Nicolas одобрительно фыркнул и подлил обоим водки.
— Потом был университет. Не этот, а в Петербурге. Я учился на Восточном отделении, и почти окончил его, но тут вышла некоторая заминка. У меня был тогда странный период. Желание швырять себя в бесконечную холодную ночь. Осознанно. В грязь, в холод, в бессознательность. Я знал, что мне нужно пройти через это. Это было приятно. Ощущение смерти. Но не той, настоящей. Стремление подойти к пропасти и ходить по самому краю, но не прыгать. Уйдя с головой в круги, примерное подобие которых я только что перечислил, я имел неосторожность…
Тут пришлось замолчать и выпить. Что именно «имел неосторожность», сложно поддавалось формулировке даже теперь.
— Имел неосторожность влюбиться, пожалуй, хотя никогда не чувствовал к этому склонности. В человека, который мне не подходил решительно ни в чём. А надо вам сказать, что лет до семнадцати меня вообще никто не привлекал. Вообще никто. Так что когда я осознал, что испытываю влечение более к лицам моего пола, нежели противоположного… Мне это стоило долгих недель раздумий и принятия.

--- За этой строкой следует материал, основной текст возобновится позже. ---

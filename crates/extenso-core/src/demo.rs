//! Demo Mode - Simulated extensometer feed for testing
//!
//! Generates realistic datalogger readings for dashboard work without a
//! live instrument: slow tensile drift on each channel, a daily thermal
//! cycle, battery sag and per-channel sensor noise.

use chrono::{Duration, NaiveDate, NaiveDateTime};
use rand::rngs::StdRng;
use rand::{Rng, SeedableRng};

use crate::reading::{RawReading, CHANNEL_COUNT, TIMESTAMP_FORMAT};

/// Minutes between simulated readings
const INTERVAL_MIN: i64 = 60;

/// Simulated extensometer array feed
pub struct DemoFeed {
    rng: StdRng,
    /// Instant of the next generated reading
    cursor: NaiveDateTime,
    /// Readings generated so far
    emitted: u32,
    /// Baseline signal per channel, volts
    base_signals: [f64; CHANNEL_COUNT],
    /// Signal drift per day, volts
    drift_per_day: [f64; CHANNEL_COUNT],
}

impl DemoFeed {
    /// Create a seeded feed; the same seed replays the same readings
    pub fn new(seed: u64) -> Self {
        let start = NaiveDate::from_ymd_opt(2025, 1, 10)
            .and_then(|d| d.and_hms_opt(6, 0, 0))
            .unwrap_or_default();

        Self {
            rng: StdRng::seed_from_u64(seed),
            cursor: start,
            emitted: 0,
            base_signals: [0.073, 0.0349, 0.1787],
            drift_per_day: [0.0032, 0.0041, 0.0025],
        }
    }

    /// Generate the next `count` readings
    pub fn generate(&mut self, count: usize) -> Vec<RawReading> {
        (0..count).map(|_| self.next_reading()).collect()
    }

    fn next_reading(&mut self) -> RawReading {
        let days = f64::from(self.emitted) * INTERVAL_MIN as f64 / (24.0 * 60.0);
        let hour_of_day =
            self.cursor.signed_duration_since(self.cursor.date().and_hms_opt(0, 0, 0).unwrap_or_default());
        let day_fraction = hour_of_day.num_minutes() as f64 / (24.0 * 60.0);

        // Daily thermal cycle peaking around 14:00
        let temperature_c = 25.0
            + 7.0 * (std::f64::consts::TAU * (day_fraction - 0.333)).sin()
            + self.rng.gen_range(-0.4..0.4);

        // Battery sags slowly between site visits
        let battery_v = 13.3 - 0.002 * days + self.rng.gen_range(-0.01..0.01);

        let mut signals = [0.0; CHANNEL_COUNT];
        for (ch, signal) in signals.iter_mut().enumerate() {
            *signal = self.base_signals[ch]
                + self.drift_per_day[ch] * days
                + self.rng.gen_range(-0.0005..0.0005);
        }

        let reading = RawReading {
            date: self.cursor.format("%d/%m/%Y").to_string(),
            time: self.cursor.format("%H:%M").to_string(),
            temperature_c: round_to(temperature_c, 1),
            battery_v: round_to(battery_v, 4),
            signals: signals.map(|s| round_to(s, 4)),
        };

        self.cursor += Duration::minutes(INTERVAL_MIN);
        self.emitted += 1;
        reading
    }
}

impl Default for DemoFeed {
    fn default() -> Self {
        Self::new(0)
    }
}

/// Render readings in the datalogger's wire format, one row per line.
///
/// Useful for exercising the full pipeline, ingest included. Readings
/// without a parsable timestamp are skipped; the wire format has no way
/// to carry them.
pub fn wire_format(readings: &[RawReading]) -> String {
    let mut out = String::new();
    for reading in readings {
        let timestamp = match NaiveDateTime::parse_from_str(
            &format!("{} {}", reading.date, reading.time),
            TIMESTAMP_FORMAT,
        ) {
            Ok(ts) => ts,
            Err(_) => continue,
        };
        out.push_str(&format!(
            "{},{},{},{},{},{}\n",
            timestamp.format("%y/%m/%d %H:%M"),
            reading.temperature_c,
            reading.battery_v,
            reading.signals[0],
            reading.signals[1],
            reading.signals[2],
        ));
    }
    out
}

fn round_to(value: f64, decimals: u32) -> f64 {
    let factor = 10f64.powi(decimals as i32);
    (value * factor).round() / factor
}
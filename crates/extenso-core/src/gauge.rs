//! Dashboard gauge thresholds
//!
//! Band configuration for the compressive and tensile strain gauges.

use serde::{Deserialize, Serialize};

/// Zone classification for a gauge value
#[derive(Debug, Clone, Copy, PartialEq, Eq, Serialize, Deserialize)]
pub enum GaugeZone {
    /// Within normal operating range
    Normal,
    /// Elevated, worth watching
    Warning,
    /// Past the danger band
    Danger,
}

/// Configuration for a single strain gauge
#[derive(Debug, Clone, Serialize, Deserialize)]
pub struct GaugeConfig {
    /// Display title
    pub title: String,

    /// Unit label
    pub units: String,

    /// Minimum display value
    pub lo: f64,

    /// Maximum display value
    pub hi: f64,

    /// High warning threshold
    pub high_warning: f64,

    /// High danger threshold
    pub high_danger: f64,

    /// Red-line marker drawn on the dial
    pub threshold: f64,

    /// Decimal digits for display
    pub digits: u8,
}

impl GaugeConfig {
    /// Gauge for the compressive extreme.
    ///
    /// Compression is reported as a negative microstrain; the dial shows
    /// its magnitude, so feed it `abs(max_compressive)`.
    pub fn compression() -> Self {
        Self {
            title: "Max Compressive Strain".to_string(),
            units: "µε".to_string(),
            lo: 0.0,
            hi: 5000.0,
            high_warning: 2000.0,
            high_danger: 3500.0,
            threshold: 3500.0,
            digits: 2,
        }
    }

    /// Gauge for the tensile extreme
    pub fn tension() -> Self {
        Self {
            title: "Max Tensile Strain".to_string(),
            units: "µε".to_string(),
            lo: 0.0,
            hi: 200.0,
            high_warning: 50.0,
            high_danger: 100.0,
            threshold: 100.0,
            digits: 2,
        }
    }

    /// Classify a value against the gauge bands
    pub fn zone(&self, value: f64) -> GaugeZone {
        if value >= self.high_danger {
            GaugeZone::Danger
        } else if value >= self.high_warning {
            GaugeZone::Warning
        } else {
            GaugeZone::Normal
        }
    }

    /// Whether a value is past the red-line marker
    pub fn over_threshold(&self, value: f64) -> bool {
        value >= self.threshold
    }
}
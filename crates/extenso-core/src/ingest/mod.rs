//! Datalogger ingest
//!
//! Reads the instrument's CSV feed into raw reading batches. How the file
//! lands on disk (download, share mount, retry policy) is the fetch
//! collaborator's concern; this module owns the row format.

mod error;
mod parser;

pub use error::IngestError;

use std::path::Path;

use crate::reading::RawReading;

/// A parsed batch of datalogger rows, in file order
#[derive(Debug, Clone, Default)]
pub struct ReadingLog {
    /// Readings in file order
    pub readings: Vec<RawReading>,
}

impl ReadingLog {
    /// Parse a datalogger file.
    ///
    /// Field loggers occasionally emit non-UTF-8 bytes; those files are
    /// re-read with lossy conversion rather than rejected.
    pub fn from_file<P: AsRef<Path>>(path: P) -> Result<Self, IngestError> {
        let content = read_log_file(path.as_ref())?;
        Self::from_str(&content)
    }

    /// Parse datalogger rows from a string
    pub fn from_str(content: &str) -> Result<Self, IngestError> {
        let mut readings = Vec::new();
        for (idx, line) in content.lines().enumerate() {
            if line.trim().is_empty() {
                continue;
            }
            readings.push(parser::parse_row(line, idx + 1)?);
        }
        Ok(Self { readings })
    }

    /// Number of rows in the batch
    pub fn len(&self) -> usize {
        self.readings.len()
    }

    /// Whether the batch holds no rows
    pub fn is_empty(&self) -> bool {
        self.readings.is_empty()
    }
}

fn read_log_file(path: &Path) -> Result<String, IngestError> {
    match std::fs::read_to_string(path) {
        Ok(content) => Ok(content),
        Err(e) if e.kind() == std::io::ErrorKind::InvalidData => {
            let bytes = std::fs::read(path).map_err(|e| IngestError::IoError(e.to_string()))?;
            Ok(String::from_utf8_lossy(&bytes).into_owned())
        }
        Err(e) => Err(IngestError::IoError(e.to_string())),
    }
}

Зато после мне было хорошо и с теми, и с другими. Впрочем, я отвлёкся. Я влюбился совершенно неожиданно для себя, в первый раз, наверное, и хуже того — доверился, что для меня положительно невозможно. Вам странно, что я об этом говорю?
— Вовсе нет.
— То, что было далее, заставило меня задуматься не только о моих чувствах, но и о моём образе жизни, и о себе самом. Дело было совсем не в любви, не в «разбитом сердце» и прочей подобной чепухе. Да между нами ничего и не было. Мне вообще странно, что он привлёк меня. Я ведь вполне мог продать себя, гордость и душу за возможность быть с этим человеком, и он меня подталкивал к этому. Но я удержался, хотя иногда мне казалось, что я схожу с ума. И во мне произошёл тогда какой-то слом, который заставил меня пересмотреть многое, в первую очередь себя самого. Откровенно говоря, я не мог жить той жизнью, что прежде, мне хотелось всё бросить, в том числе почти законченное образование, что я и сделал. И занялся медициной, к чему чувствую куда большую склонность. Вернулся в Москву, поступил на медицинский. Правда, я делал перерыв и опять уходил из университета. Я был на Русско-японской, а после некоторое время учился тибетской медицине в Урге. Вернулся недавно. Вот и всё, пожалуй. Ах да, роман. Его я написал ещё до войны, мимолётно. Таисия Николаевна вам расскажет, если захотите, ну да вы его всё равно не читали.
Nicolas молчал.
— Вы хотели, вероятно, услышать что-то другое? Что-то более приемлемое? Тогда, вероятно, на вопрос, «кто вы», я должен был сказать что-то дежурное. Но к чему тогда это всё?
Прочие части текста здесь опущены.